Aim of the task – There is one span to output from the data below: the lines starting at the line with "width: px_w as" and ending at the line with "let mut warnings: Vec<PdfWarnMsg>". Output it exactly, ends included, nothing more.

[Dataset entries]
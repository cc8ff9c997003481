// SPDX-License-Identifier: PMPL-1.0-or-later
// Copyright (c) 2026 Jonathan D.A. Jewell (hyperpolymath) <jonathan.jewell@open.ac.uk>
//
// pagewerk-document: turning an ordered set of images into a document.
//
// Provides image header probing and decoding, the page layout engine
// (stack-flow and one-per-page-centered fit modes), a printpdf-backed encoder,
// and the async conversion pipeline that ties them together.

pub mod convert;
pub mod image;
pub mod layout;
pub mod pdf;

// Re-export the primary items so callers can use `pagewerk_document::Converter` etc.
pub use convert::{Converter, ExportedDocument};
pub use self::image::{ImageCrateDecoder, ImageDecoder};
pub use layout::{LayoutConfig, Placement, SizedImage, layout};
pub use pdf::{DocumentEncoder, EncodeJob, PdfEncoder, PlacedImage};
// SPDX-License-Identifier: PMPL-1.0-or-later
// Copyright (c) 2026 Jonathan D.A. Jewell (hyperpolymath) <jonathan.jewell@open.ac.uk>
//
// PDF writer: turn laid-out images into a PDF using `printpdf` 0.8.
//
// printpdf 0.8 uses a data-oriented API: documents are built by constructing
// `PdfPage` structs containing `Vec<Op>` operation lists, then serialised via
// `PdfDocument::save()`.

use std::sync::Arc;

use pagewerk_core::error::{PagewerkError, Result};
use printpdf::{
    Mm, Op, PdfDocument, PdfPage, PdfSaveOptions, PdfWarnMsg, Pt, RawImage, RawImageData,
    RawImageFormat, XObjectTransform,
};
use tracing::{debug, info, instrument, warn};

use crate::image::decode_rgb8;
use crate::layout::Placement;

/// Resolution at which one image pixel is one PDF point; scaling is then
/// simply target points over pixels.
const POINT_DPI: f32 = 72.0;

/// One image bound to its placement.
#[derive(Debug, Clone)]
pub struct PlacedImage {
    pub placement: Placement,
    pub data: Arc<[u8]>,
}

/// Everything a document encoder needs for one run.
#[derive(Debug, Clone)]
pub struct EncodeJob {
    /// Title stored in the document metadata.
    pub title: String,
    /// Page size in millimetres, orientation already applied.
    pub page_width: f32,
    pub page_height: f32,
    pub page_count: usize,
    /// In registry order.
    pub images: Vec<PlacedImage>,
}

/// Produces final document bytes from placed images.
pub trait DocumentEncoder: Send + Sync + 'static {
    fn encode(&self, job: &EncodeJob) -> Result<Vec<u8>>;
}

/// Encoder that writes a PDF with `printpdf`.
#[derive(Debug, Clone, Copy, Default)]
pub struct PdfEncoder;

impl DocumentEncoder for PdfEncoder {
    #[instrument(skip_all, fields(pages = job.page_count, images = job.images.len()))]
    fn encode(&self, job: &EncodeJob) -> Result<Vec<u8>> {
        if job.page_count == 0 || job.images.is_empty() {
            return Err(PagewerkError::EncodeFailure(
                "a document needs at least one page".into(),
            ));
        }

        info!(
            title = %job.title,
            page_width = job.page_width,
            page_height = job.page_height,
            "Creating image PDF"
        );

        let page_h_pt = Mm(job.page_height).into_pt().0;
        let mut doc = PdfDocument::new(&job.title);
        let mut page_ops: Vec<Vec<Op>> = (0..job.page_count).map(|_| Vec::new()).collect();

        for placed in &job.images {
            let placement = &placed.placement;
            let ops = page_ops.get_mut(placement.page_index).ok_or_else(|| {
                PagewerkError::EncodeFailure(format!(
                    "image {} placed on page {} of a {}-page document",
                    placement.image_id,
                    placement.page_index + 1,
                    job.page_count
                ))
            })?;

            // Only the header was read before layout; truncated or corrupt
            // pixel data surfaces here as a decode failure for this image.
            let rgb = decode_rgb8(placement.image_id, &placed.data)?;
            let (px_w, px_h) = (rgb.width() as f32, rgb.height() as f32);

            let raw = RawImage {
                pixels: RawImageData::U8(rgb.into_raw()),
                width: px_w as usize,
                height: px_h as usize,
                data_format: RawImageFormat::RGB8,
                tag: Vec::new(),
            };
            let xobject_id = doc.add_image(&raw);

            let width_pt = Mm(placement.width).into_pt().0;
            let height_pt = Mm(placement.height).into_pt().0;
            let x_pt = Mm(placement.x).into_pt().0;
            // PDF origin is bottom-left; placements are top-left.
            let y_pt = page_h_pt - Mm(placement.y).into_pt().0 - height_pt;

            ops.push(Op::UseXobject {
                id: xobject_id,
                transform: XObjectTransform {
                    translate_x: Some(Pt(x_pt)),
                    translate_y: Some(Pt(y_pt)),
                    scale_x: Some(width_pt / px_w),
                    scale_y: Some(height_pt / px_h),
                    dpi: Some(POINT_DPI),
                    rotate: None,
                },
            });

            debug!(
                id = %placement.image_id,
                page = placement.page_index,
                width_pt,
                height_pt,
                "Image placed on page"
            );
        }

        let pages: Vec<PdfPage> = page_ops
            .into_iter()
            .map(|ops| PdfPage::new(Mm(job.page_width), Mm(job.page_height), ops))
            .collect();
        doc.with_pages(pages);

        let mut warnings: Vec<PdfWarnMsg> = Vec::new();
        let output = doc.save(&PdfSaveOptions::default(), &mut warnings);
        if !warnings.is_empty() {
            warn!(count = warnings.len(), "printpdf reported warnings");
        }

        Ok(output)
    }
}

#[cfg(test)]
mod tests {
    use super::*;
    use crate::image::decode::tests::encoded_image;
    use ::image::ImageFormat;
    use pagewerk_core::ImageId;

    fn placed(id: u64, page_index: usize, data: Vec<u8>) -> PlacedImage {
        PlacedImage {
            placement: Placement {
                image_id: ImageId(id),
                page_index,
                x: 15.0,
                y: 15.0,
                width: 180.0,
                height: 135.0,
            },
            data: data.into(),
        }
    }

    fn job(page_count: usize, images: Vec<PlacedImage>) -> EncodeJob {
        EncodeJob {
            title: "test".into(),
            page_width: 210.0,
            page_height: 297.0,
            page_count,
            images,
        }
    }

    #[test]
    fn writes_one_pdf_page_per_page_index() {
        let png = encoded_image(8, 6, ImageFormat::Png);
        let bytes = PdfEncoder
            .encode(&job(
                2,
                vec![placed(1, 0, png.clone()), placed(2, 1, png)],
            ))
            .unwrap();

        assert!(bytes.starts_with(b"%PDF"));
        let document = lopdf::Document::load_mem(&bytes).unwrap();
        assert_eq!(document.get_pages().len(), 2);
    }

    #[test]
    fn empty_job_is_rejected() {
        let err = PdfEncoder.encode(&job(0, Vec::new())).unwrap_err();
        assert!(matches!(err, PagewerkError::EncodeFailure(_)));
    }

    #[test]
    fn placement_past_last_page_is_rejected() {
        let png = encoded_image(4, 4, ImageFormat::Png);
        let err = PdfEncoder.encode(&job(1, vec![placed(1, 3, png)])).unwrap_err();
        assert!(matches!(err, PagewerkError::EncodeFailure(_)));
    }

    #[test]
    fn unreadable_pixels_are_a_decode_failure() {
        let err = PdfEncoder
            .encode(&job(1, vec![placed(4, 0, b"junk".to_vec())]))
            .unwrap_err();
        assert!(matches!(err, PagewerkError::DecodeFailure { id: ImageId(4), .. }));
    }
}
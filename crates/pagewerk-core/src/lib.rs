// SPDX-License-Identifier: PMPL-1.0-or-later
// Copyright (c) 2026 Jonathan D.A. Jewell (hyperpolymath) <jonathan.jewell@open.ac.uk>
//
// Pagewerk: core types, errors, and the content registry shared across all crates.

pub mod acquire;
pub mod config;
pub mod error;
pub mod human_errors;
pub mod registry;
pub mod types;
pub mod view;

pub use acquire::IncomingFile;
pub use config::ExportConfig;
pub use error::{FailureKind, PagewerkError};
pub use registry::{ContentRegistry, ImageEntry, MoveDirection};
pub use types::*;
pub use view::{ContentRow, ContentView};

Task response –
                width: px_w as usize,
                height: px_h as usize,
                data_format: RawImageFormat::RGB8,
                tag: Vec::new(),
            };
            let xobject_id = doc.add_image(&raw);

            let width_pt = Mm(placement.width).into_pt().0;
            let height_pt = Mm(placement.height).into_pt().0;
            let x_pt = Mm(placement.x).into_pt().0;
            // PDF origin is bottom-left; placements are top-left.
            let y_pt = page_h_pt - Mm(placement.y).into_pt().0 - height_pt;

            ops.push(Op::UseXobject {
                id: xobject_id,
                transform: XObjectTransform {
                    translate_x: Some(Pt(x_pt)),
                    translate_y: Some(Pt(y_pt)),
                    scale_x: Some(width_pt / px_w),
                    scale_y: Some(height_pt / px_h),
                    dpi: Some(POINT_DPI),
                    rotate: None,
                },
            });

            debug!(
                id = %placement.image_id,
                page = placement.page_index,
                width_pt,
                height_pt,
                "Image placed on page"
            );
        }

        let pages: Vec<PdfPage> = page_ops
            .into_iter()
            .map(|ops| PdfPage::new(Mm(job.page_width), Mm(job.page_height), ops))
            .collect();
        doc.with_pages(pages);

        let mut warnings: Vec<PdfWarnMsg> = Vec::new();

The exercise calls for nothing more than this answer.